Wishful Thinking


The brown eyes large with amazement. His tight grip on her hand. The mop of wavy hair shielding his eyes from view. The tightly held jaw with the cigarette caught between his teeth.

The images had flashed through her mind over and over again in the last two weeks. But here she was, still, with tears dripping down her nose and into her half-finished mud pot, still thinking about them, still grieving over…what, she did not know. Maybe it was the pain of rejection—or worse yet, maybe it was the pain of rejection because there was someone else.

The chill of the soda can startled her enough to cut short her relentless sobbing. Morita stared down at her, his eyes shining with something akin to intrigue. "Here." She took the can before he could press it against her cheek again. "Drink up. You need to stay hydrated to continue crying."

The advice was both absurd and extremely Morita-appropriate at the same time. She couldn't help the chuckle that escaped her, although it sounded more like a sob. That's what happens when you cry too much. You become a blubbering mess of a person—someone who turns into a pool of tears at worst, manages a weak, watery smile at best. She hung her head at the thought. Her entire posture screamed pathetic, but as seemed to be the case in recent times, she couldn't quite bring herself to care.

Morita settled down beside her on the small stool next to the potter's wheel and opened his own can of some unrecognizable soft drink. They were in the university and she was sure that if Tange-sensei happened to find Morita lounging in her work room, he would throw a fit. The poor man was constantly under stress due to Morita's "disappearing acts" that prevented him from finishing his college work on time. She had often wondered what Morita did that was so important as to leave his friends without a word of explanation but she also knew that asking him was pointless. He would simply give her a bizarre answer that could either be a complete joke or the entire truth and she would be left to choose which one it was.

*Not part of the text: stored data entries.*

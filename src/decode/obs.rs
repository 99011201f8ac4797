//! GPS (1001-1004) and GLONASS (1009-1012) observation decoders, grounded
//! on `RTCM3Decoder::decodeRTCM3GPS`/`decodeRTCM3GLONASS`. Only the
//! L1-only (1002) and L1+L2 (1004) / GLONASS equivalents (1010/1012)
//! variants are implemented; 1001/1003/1009/1011 (no SNR) aren't carried by
//! any caster this pipeline targets and are left undecoded.

use gnss_rs::prelude::{Constellation, SV};

use crate::bits::BitReader;
use crate::error::CoreError;
use crate::model::{ObsEntry, ObsFlags, Observation};
use crate::time::{Instant, TimeSystem};

const L1_WAVELENGTH_GPS: f64 = 0.190293672798;
const L2_WAVELENGTH_GPS: f64 = 0.244210213425;
const GLONASS_WAVELENGTH_L1: f64 = 0.187136365590;
const GLONASS_WAVELENGTH_L2: f64 = 0.242135527852;
const LIGHT_MS: f64 = 299_792.458;

/// One station epoch's worth of decoded satellite observations plus the
/// raw time-of-week/time-of-day the message carried, before the caller
/// resolves it to an absolute [`Instant`] and feeds it to the epoch
/// assembler.
pub struct ObsMessage {
    pub station: u16,
    pub raw_time_field: u64,
    pub sync: bool,
    pub observations: Vec<Observation>,
}

fn decode_gps_frequency(
    r: &mut BitReader<'_>,
    message_number: u16,
    l1_range_m: &mut f64,
    amb: &mut i64,
    second_freq: bool,
) -> Result<ObsEntry, CoreError> {
    if !second_freq {
        let code_bit = r.get(1)?;
        let rnx_code = if code_bit != 0 { "1W" } else { "1C" };
        let mut entry = ObsEntry::empty(rnx_code);
        let l1_range_whole = r.get(24)? as f64;
        let phase_diff = r.get_signed(20)?;
        *l1_range_m = l1_range_whole * 0.02;
        if phase_diff & 0xFFFFF != 0x80000 {
            entry.code_range_m = Some(*l1_range_m);
            entry.phase_cycles = Some((*l1_range_m + phase_diff as f64 * 0.0005) / L1_WAVELENGTH_GPS);
        }
        let slip = r.get(7)? as u8;
        entry.slip_counter = Some(slip);
        if message_number == 1002 || message_number == 1004 {
            let amb_raw = r.get(8)? as i64;
            *amb = amb_raw;
            if amb_raw != 0 {
                if let Some(c) = entry.code_range_m.as_mut() {
                    *c += amb_raw as f64 * LIGHT_MS;
                }
                if let Some(p) = entry.phase_cycles.as_mut() {
                    *p += (amb_raw as f64 * LIGHT_MS) / L1_WAVELENGTH_GPS;
                }
            }
            let snr_raw = r.get(8)? as u32;
            if snr_raw != 0 {
                entry.snr_dbhz = Some(snr_raw as f64 * 0.25);
            }
        }
        Ok(entry)
    } else {
        let code = r.get(2)?;
        let rnx_code = match code {
            3 | 2 => "2W",
            1 => "2P",
            _ => "2X",
        };
        let mut entry = ObsEntry::empty(rnx_code);
        let code_diff = r.get_signed(14)?;
        if code_diff & 0x3FFF != 0x2000 {
            entry.code_range_m =
                Some(*l1_range_m + code_diff as f64 * 0.02 + *amb as f64 * LIGHT_MS);
        }
        let phase_diff = r.get_signed(20)?;
        if phase_diff & 0xFFFFF != 0x80000 {
            entry.phase_cycles = Some(
                (*l1_range_m + phase_diff as f64 * 0.0005 + *amb as f64 * LIGHT_MS)
                    / L2_WAVELENGTH_GPS,
            );
        }
        let slip = r.get(7)? as u8;
        entry.slip_counter = Some(slip);
        if message_number == 1004 {
            let snr_raw = r.get(8)? as u32;
            if snr_raw != 0 {
                entry.snr_dbhz = Some(snr_raw as f64 * 0.25);
            }
        }
        Ok(entry)
    }
}

/// Decodes message 1002 (L1-only) or 1004 (L1+L2). `around` seeds the
/// within-week TOW resolution.
pub fn decode_gps(payload: &[u8], message_number: u16, around: Instant) -> Result<ObsMessage, CoreError> {
    let mut r = BitReader::new(payload);
    r.skip(12)?; // message number
    let station = r.get(12)? as u16;
    let raw_tow = r.get(30)?;
    let sync = r.get(1)? != 0;
    let mut num_sats = r.get(5)?;
    r.skip(4)?; // smoothing indicator, smoothing interval

    let t = Instant::resolve_periodic(around, TimeSystem::Gps, raw_tow as f64 / 1000.0, 604_800.0);

    let mut observations = Vec::new();
    while num_sats > 0 {
        num_sats -= 1;
        let sv_raw = r.get(6)?;
        let sat = if sv_raw < 40 && sv_raw != 0 {
            SV::new(Constellation::GPS, sv_raw as u8)
        } else {
            SV::new(Constellation::WAAS, (sv_raw as i64 - 20).max(0) as u8)
        };

        let mut l1_range_m = 0.0;
        let mut amb = 0i64;
        let mut frequencies = vec![decode_gps_frequency(
            &mut r,
            message_number,
            &mut l1_range_m,
            &mut amb,
            false,
        )?];
        if message_number == 1003 || message_number == 1004 {
            frequencies.push(decode_gps_frequency(
                &mut r,
                message_number,
                &mut l1_range_m,
                &mut amb,
                true,
            )?);
        }

        if sat.constellation == Constellation::GPS {
            observations.push(Observation {
                time: t,
                sat,
                station,
                frequencies,
            });
        }
    }

    Ok(ObsMessage {
        station,
        raw_time_field: raw_tow,
        sync,
        observations,
    })
}

fn decode_glonass_frequency(
    r: &mut BitReader<'_>,
    message_number: u16,
    l1_range_m: &mut f64,
    freq_channel: i8,
    second_freq: bool,
) -> Result<ObsEntry, CoreError> {
    let (l1_wave, l2_wave) = glonass_wavelengths(freq_channel);
    if !second_freq {
        let code_bit = r.get(1)?;
        let rnx_code = if code_bit != 0 { "1P" } else { "1C" };
        let mut entry = ObsEntry::empty(rnx_code);
        r.skip(5)?; // frequency channel number, already passed in by caller
        let range_whole = r.get(25)? as f64;
        let phase_diff = r.get_signed(20)?;
        *l1_range_m = range_whole * 0.02;
        if phase_diff & 0xFFFFF != 0x80000 {
            entry.code_range_m = Some(*l1_range_m);
            entry.phase_cycles = Some((*l1_range_m + phase_diff as f64 * 0.0005) / l1_wave);
        }
        let slip = r.get(7)? as u8;
        entry.slip_counter = Some(slip);
        if message_number == 1010 || message_number == 1012 {
            r.skip(7)?; // integer ms ambiguity carried separately for GLONASS
            let snr_raw = r.get(8)? as u32;
            if snr_raw != 0 {
                entry.snr_dbhz = Some(snr_raw as f64 * 0.25);
            }
        }
        Ok(entry)
    } else {
        let code = r.get(2)?;
        let rnx_code = if code != 0 { "2P" } else { "2C" };
        let mut entry = ObsEntry::empty(rnx_code);
        let code_diff = r.get_signed(14)?;
        if code_diff & 0x3FFF != 0x2000 {
            entry.code_range_m = Some(*l1_range_m + code_diff as f64 * 0.02);
        }
        let phase_diff = r.get_signed(20)?;
        if phase_diff & 0xFFFFF != 0x80000 {
            entry.phase_cycles = Some((*l1_range_m + phase_diff as f64 * 0.0005) / l2_wave);
        }
        let slip = r.get(7)? as u8;
        entry.slip_counter = Some(slip);
        if message_number == 1012 {
            let snr_raw = r.get(8)? as u32;
            if snr_raw != 0 {
                entry.snr_dbhz = Some(snr_raw as f64 * 0.25);
            }
        }
        Ok(entry)
    }
}

fn glonass_wavelengths(freq_channel: i8) -> (f64, f64) {
    let df1 = 0.56250e6 * freq_channel as f64;
    let df2 = 0.43750e6 * freq_channel as f64;
    (
        299_792_458.0 / (1_602.0e6 + df1),
        299_792_458.0 / (1_246.0e6 + df2),
    )
}

/// Decodes message 1010 (L1-only) or 1012 (L1+L2) GLONASS observations.
/// Time-of-day wraps daily rather than weekly, since GLONASS's DF034 field
/// counts milliseconds since UTC midnight rather than GPS week seconds.
pub fn decode_glonass(
    payload: &[u8],
    message_number: u16,
    around: Instant,
) -> Result<ObsMessage, CoreError> {
    let mut r = BitReader::new(payload);
    r.skip(12)?;
    let station = r.get(12)? as u16;
    let raw_tod = r.get(27)?;
    let sync = r.get(1)? != 0;
    let mut num_sats = r.get(5)?;
    r.skip(4)?;

    let t = Instant::resolve_periodic(
        around,
        TimeSystem::Glo,
        (raw_tod >> 7) as f64,
        86_400.0,
    );

    let mut observations = Vec::new();
    while num_sats > 0 {
        num_sats -= 1;
        let sv_raw = r.get(6)? as u8;
        let sat = SV::new(Constellation::Glonass, sv_raw);
        let freq_channel = (r.get(5)? as i8) - 7;

        let mut l1_range_m = 0.0;
        let mut frequencies = vec![decode_glonass_frequency(
            &mut r,
            message_number,
            &mut l1_range_m,
            freq_channel,
            false,
        )?];
        if message_number == 1011 || message_number == 1012 {
            frequencies.push(decode_glonass_frequency(
                &mut r,
                message_number,
                &mut l1_range_m,
                freq_channel,
                true,
            )?);
        }
        observations.push(Observation {
            time: t,
            sat,
            station,
            frequencies,
        });
    }

    Ok(ObsMessage {
        station,
        raw_time_field: raw_tod,
        sync,
        observations,
    })
}

/// Accumulates successive sync-bit-linked messages into one epoch's worth
/// of observations: messages carrying `sync=1` belong to the same epoch as
/// the next message with `sync=0`.
#[derive(Default)]
pub struct ObsEpochAccumulator {
    pending: Vec<Observation>,
}

impl ObsEpochAccumulator {
    pub fn new() -> Self {
        Self::default()
    }

    /// Feeds one decoded message in; returns the completed epoch's
    /// observations once a `sync=false` message closes the run, or `None`
    /// while the epoch is still accumulating.
    pub fn push(&mut self, msg: ObsMessage) -> Option<Vec<Observation>> {
        self.pending.extend(msg.observations);
        if msg.sync {
            None
        } else {
            Some(std::mem::take(&mut self.pending))
        }
    }

    pub fn flags_for_slip(slip_counter: u8, previous: Option<u8>) -> ObsFlags {
        match previous {
            Some(prev) if prev != slip_counter => ObsFlags::SLIP,
            _ => ObsFlags::empty(),
        }
    }
}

They sat in companionable silence, for a while – Morita sipping his drink casually while Yamada clutched her own can, allowing the moisture to seep into her hands and leave them sticky. She had never confided in anyone about her feelings for Mayama – she had never even confessed to him, ironically enough, but she would be fooling herself if she thought he hadn't already guessed. But the urge to talk to someone about it overwhelmed her – it was true that nothing anyone could say would make her feel better (her mind was quite made up on the matter) but maybe companionship could help her somehow. So far, she had only had her own conscience to listen to. Maybe it was time to have someone else listen to her for a change.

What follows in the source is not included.